Virginians saw that the Indians regarded tobacco second in importance only to the corn crop. Gifts of tobacco accompanied the native's friendship. The peace pipe as we call it today was shared often. The cigarette was as yet unknown.

Growing and cultivating tobacco successfully is what established Virginia as a colony and the opportunity to provide and exchange goods with the mother country England where demand was great.


Cigar Store Indian
Since tobacco was regarded as a gift by native American's to the new colonies it does seem natural to use the image of an Indian to market your product to the masses.

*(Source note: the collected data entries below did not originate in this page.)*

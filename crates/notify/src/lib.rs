//! Notification engine for backup job outcomes.
//!
//! This crate provides:
//! - `NotificationLevel` classification of job exit statuses
//! - `MessageFormatter` for the tab-delimited status line
//! - `RetryingDispatcher`, a fixed-interval cancellable retry loop
//! - `Notifier`, which gates, renders and retries on top of a `Channel`
//! - `ZabbixChannel`, delivering through `zabbix_sender`
//! - `Dispatcher` for fanning one job out to several notifiers

pub mod dispatcher;
pub mod level;
pub mod message;
pub mod notifier;
pub mod process;
pub mod retry;
pub mod traits;
pub mod zabbix;

pub use dispatcher::{DispatchResult, Dispatcher};
pub use level::{Gates, NotificationLevel};
pub use message::{MessageFormatter, MessageTemplate};
pub use notifier::{Notifier, NotifyOutcome};
pub use process::{CommandRunner, FixedLocator, PathLocator, ShellRunner, UtilityLocator};
pub use retry::{RetryPolicy, RetryingDispatcher};
pub use traits::{AttemptOutcome, Channel, DeliveryAttempt, NotifyError};
pub use zabbix::{ZabbixChannel, ZabbixChannelBuilder, ZabbixConfig};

Tobacco shops across America used the image in front of their businesses. What other symbol could of been more representative than this figure to stand in the shadow of their doorways.

Wooden Indians in their approximate 30 year period of peak popularity (between 1850-1880), were mass produced for that time period of our history. It is estimated that from 80,000 to 100,000 cigar store figures were cast or carved in the United States. It is believed there are less than 3,000 that survive today.







Modernization-Demise of the Cigar Store Indian

The demise of cigar store Indians came slowly. They simply became a burden. Shop owners probably grew tired of lugging and pushing the heavy figures around. Many were taken to the city dumps, others thrown into rivers, and some became firewood. The rest were vandalized, stolen or rotted away. Since most were outside they tended to rot if made of wood despite periodically pouring linseed oil down a special hole drilled in the figure's head.

Mostly it was the new improved way of marketing tobacco that was needed so the Cigar Shop Indian began to disappear.